The plasma content of B6 vitamers is governed by, among other factors, dietary supply and metabolic interconversion. This study examines the effect of pyridoxine supplementation on the plasma content of B6 vitamers and pyridoxic acid in man, and the metabolic conversion and release of B6 compounds in isolated rat hepatocytes. Six healthy human subjects were given 100 mg pyridoxine-HCl/d orally for 1--3 wk. Before pyridoxine supplementation, the mean total plasma level of B6 vitamers was 114 +/- 9 nM; and pyridoxal-P, pyridoxamine-P, pyridoxal, pyridoxine, and pyridoxamine accounted for 54, 3, 11, 27, and 5%, respectively. Plasma level of pyridoxic acid was 40 +/- 7 nM. Thus, pyridoxal-P is the principal B6 vitamer in plasma. During pyridoxine supplementation, mean plasma levels of the B6 vitamers and pyridoxic acid increased to 655 +/- 122 and 222 +/- 55 nM, respectively. The plasma content of pyridoxal-P and pyridoxic acid increased 6--7-fold and that of pyridoxal, 12-fold, but the pyridoxine level did not increase. Isolated hepatocytes, 1 g/15 ml, were incubated for 2 h with 3.33 microM [14C]pyridoxine (6 microCi/mumol).
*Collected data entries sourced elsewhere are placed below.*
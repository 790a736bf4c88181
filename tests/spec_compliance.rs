// Compliance Tests
//
// Properties the engine guarantees: round-tripping through clause lists,
// the distribution law, evaluator correctness, injection locality, soundness
// of minimization, and the reference tokenization scenarios.

use std::collections::{HashMap, HashSet};

use boolex::ast::{BoolExpr, ClauseList, Token, TokenId};
use boolex::dnf::{
    build_expr_from_clause_list, inject_at, minimize_dnf, to_clause_list, to_dnf,
};
use boolex::evaluator::{evaluate, evaluate_expr};
use boolex::grammar::Grammar;
use boolex::lexer::{GrammarError, check_token_list, tokenize};
use boolex::parse_str;

fn parse(input: &str) -> BoolExpr {
    parse_str(&Grammar::default(), input).unwrap()
}

fn flat(expr: &BoolExpr) -> ClauseList {
    to_clause_list(&to_dnf(expr))
}

/// Clauses as a sorted multiset of sorted token-id multisets.
fn multiset(clauses: &ClauseList) -> Vec<Vec<TokenId>> {
    let mut out: Vec<Vec<TokenId>> = clauses
        .iter()
        .map(|clause| {
            let mut ids: Vec<TokenId> = clause.iter().filter_map(Token::id).collect();
            ids.sort();
            ids
        })
        .collect();
    out.sort();
    out
}

fn atoms(expr: &BoolExpr) -> Vec<TokenId> {
    let mut seen = HashSet::new();
    expr.literals()
        .into_iter()
        .filter_map(Token::id)
        .filter(|id| seen.insert(*id))
        .collect()
}

/// Every assignment of truth values to the atoms of `expr`.
fn assignments(expr: &BoolExpr) -> Vec<HashMap<TokenId, bool>> {
    let ids = atoms(expr);
    (0u32..(1 << ids.len()))
        .map(|mask| {
            ids.iter()
                .enumerate()
                .map(|(i, id)| (*id, mask & (1 << i) != 0))
                .collect()
        })
        .collect()
}

fn sample_expressions() -> Vec<BoolExpr> {
    let mut exprs: Vec<BoolExpr> = [
        "a",
        "a && b",
        "a || b",
        "a && (b || c)",
        "(a || b) && (c || d)",
        "a || b && c || d",
        "(a && (b || c)) || (d && e)",
        "((a || b) && c) || (a && (d || e))",
        "(a || b) && (a || c) && (b || c)",
    ]
    .iter()
    .map(|s| parse(s))
    .collect();

    // Shared tokens, as produced by distribution and injection.
    let a = Token::variable("a", Vec::new());
    let b = Token::variable("b", Vec::new());
    let c = Token::variable("c", Vec::new());
    let v = |t: &Token| BoolExpr::Var(t.clone());
    exprs.push(BoolExpr::or(
        BoolExpr::and(v(&a), v(&b)),
        BoolExpr::and(v(&a), v(&c)),
    ));
    exprs.push(BoolExpr::or(v(&a), BoolExpr::and(v(&a), v(&b))));
    exprs.push(BoolExpr::and(
        BoolExpr::or(v(&a), v(&b)),
        BoolExpr::or(v(&a), v(&c)),
    ));
    exprs
}

// ============================================================================
// Round-trip
// ============================================================================

#[test]
fn test_round_trip_through_clause_list() {
    for expr in sample_expressions() {
        let clauses = flat(&expr);
        let rebuilt = build_expr_from_clause_list(&clauses);
        assert_eq!(multiset(&flat(&rebuilt)), multiset(&clauses), "Failed for: {}", expr);
    }
}

// ============================================================================
// Distribution law
// ============================================================================

#[test]
fn test_distribution_law() {
    let (a, b, c) = (
        Token::variable("a", Vec::new()),
        Token::variable("b", Vec::new()),
        Token::variable("c", Vec::new()),
    );
    let expr = BoolExpr::and(
        BoolExpr::Var(a.clone()),
        BoolExpr::or(BoolExpr::Var(b.clone()), BoolExpr::Var(c.clone())),
    );
    let expected = ClauseList::from(vec![vec![a.clone(), b], vec![a, c]]);
    assert_eq!(to_clause_list(&expr), expected);
    assert_eq!(flat(&expr), expected);
}

// ============================================================================
// Evaluator correctness
// ============================================================================

#[test]
fn test_evaluator_true_iff_some_clause_all_true() {
    for expr in sample_expressions() {
        let clauses = flat(&expr);
        for assignment in assignments(&expr) {
            let pred = |t: &Token| t.id().map(|id| assignment[&id]).unwrap_or(false);
            let expected = clauses.iter().any(|clause| clause.iter().all(pred));
            let result = evaluate(&clauses, pred);
            assert_eq!(result.satisfied, expected, "Failed for: {}", expr);
            if let Some(witness) = result.witness {
                assert!(witness.iter().all(pred));
            }
        }
    }
}

// ============================================================================
// Injection locality
// ============================================================================

#[test]
fn test_injection_locality() {
    let clauses = flat(&parse("a && b || c && d || e"));
    let replacement = parse("x && (y || z)");

    let result = inject_at(&clauses, 1, 0, &replacement).unwrap();
    let expansion = flat(&replacement);

    assert_eq!(result.len(), clauses.len() - 1 + expansion.len());
    assert_eq!(result[0], clauses[0]);
    assert_eq!(result[result.len() - 1], clauses[2]);

    for (i, inner) in expansion.iter().enumerate() {
        let mut expected = inner.to_vec();
        expected.push(clauses[1][1].clone());
        assert_eq!(result[1 + i].to_vec(), expected);
    }
}

// ============================================================================
// Minimize soundness
// ============================================================================

#[test]
fn test_minimize_is_equivalent() {
    for expr in sample_expressions() {
        let minimized = minimize_dnf(&expr);
        for assignment in assignments(&expr) {
            let pred = |t: &Token| t.id().map(|id| assignment[&id]).unwrap_or(false);
            assert_eq!(
                evaluate_expr(&expr, pred).satisfied,
                evaluate_expr(&minimized, pred).satisfied,
                "Failed for: {} minimized to {}",
                expr,
                minimized
            );
        }
    }
}

// ============================================================================
// Scenarios
// ============================================================================

#[test]
fn test_scenario_c_style_function_and_modifier() {
    let grammar = Grammar::c_style()
        .to_builder()
        .quote('\'')
        .modifiers(['!'])
        .build();
    let tokens = tokenize(&grammar, "a(7) && (!b || c)").unwrap();
    assert_eq!(tokens.len(), 7);

    let f = tokens[0].as_function().expect("function token");
    assert_eq!(f.name(), "a");
    assert_eq!(f.params(), &["7".to_string()]);
    assert_eq!(tokens[1], Token::And);
    assert_eq!(tokens[2], Token::OpenContainer);
    assert!(matches!(tokens[3], Token::Variable(_)));
    assert_eq!(tokens[3].value(), Some("b"));
    assert_eq!(tokens[3].modifiers(), &['!']);
    assert_eq!(tokens[4], Token::Or);
    assert_eq!(tokens[5].value(), Some("c"));
    assert_eq!(tokens[6], Token::CloseContainer);

    let expr = boolex::Parser::new(tokens).parse().unwrap();
    let clauses = flat(&expr);
    let values: Vec<Vec<&str>> = clauses
        .iter()
        .map(|clause| clause.iter().filter_map(Token::value).collect())
        .collect();
    assert_eq!(values, vec![vec!["a(7)", "b"], vec!["a(7)", "c"]]);
}

#[test]
fn test_scenario_matlab_style() {
    let grammar = Grammar::matlab_style();
    let tokens = tokenize(&grammar, "/t|(/c&#lake)").unwrap();
    let shown: Vec<String> = tokens.iter().map(Token::to_string).collect();
    assert_eq!(shown, vec!["/t", "OR", "(", "/c", "AND", "#lake", ")"]);

    let expr = boolex::Parser::new(tokens).parse().unwrap();
    assert_eq!(flat(&expr).texts(), vec![vec!["/t"], vec!["/c", "#lake"]]);
}

#[test]
fn test_scenario_consecutive_operators_rejected() {
    let tokens = tokenize(&Grammar::default(), "a && || b").unwrap();
    assert_eq!(
        check_token_list(&tokens),
        Err(GrammarError::ConsecutiveOperators { index: 2 })
    );
}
At zero time, the cells contained about 35 nmol pyridoxal-P and 25 nmol pyridoxamine-P. After 2 h incubation, the cellular content of pyridoxal-P and pyridoxamine-P did not change significantly, but the medium contained 5.9 nmol pyridoxal-P, 0.3 nmol pyridoxamine-P, 7.2 nmol pyridoxal, 26.6 nmol pyridoxine, 0.3 nmol pyridoxamine, and 7.5 nmol pyridoxic acid. Whereas the specific radioactivity of pyridoxal-P, pyridoxal, and pyridoxic acid in the medium approached that of [14C]pyridoxine, the specific radioactivity of cellular pyridoxal-P and pyridoxamine-P was only 20% of that of pyridoxine. Thus, newly synthesized pyridoxal-P is not freely exchangeable with endogenous pyridoxal-P, but is preferentially released or degraded to pyridoxal and pyridoxic acid. The latter B6 compounds are also released. These results suggest that orally ingested pyridoxine is rapidly metabolized in liver and its products are released into the circulation in the form of pyridoxal-P, pyridoxal, and pyridoxic acid.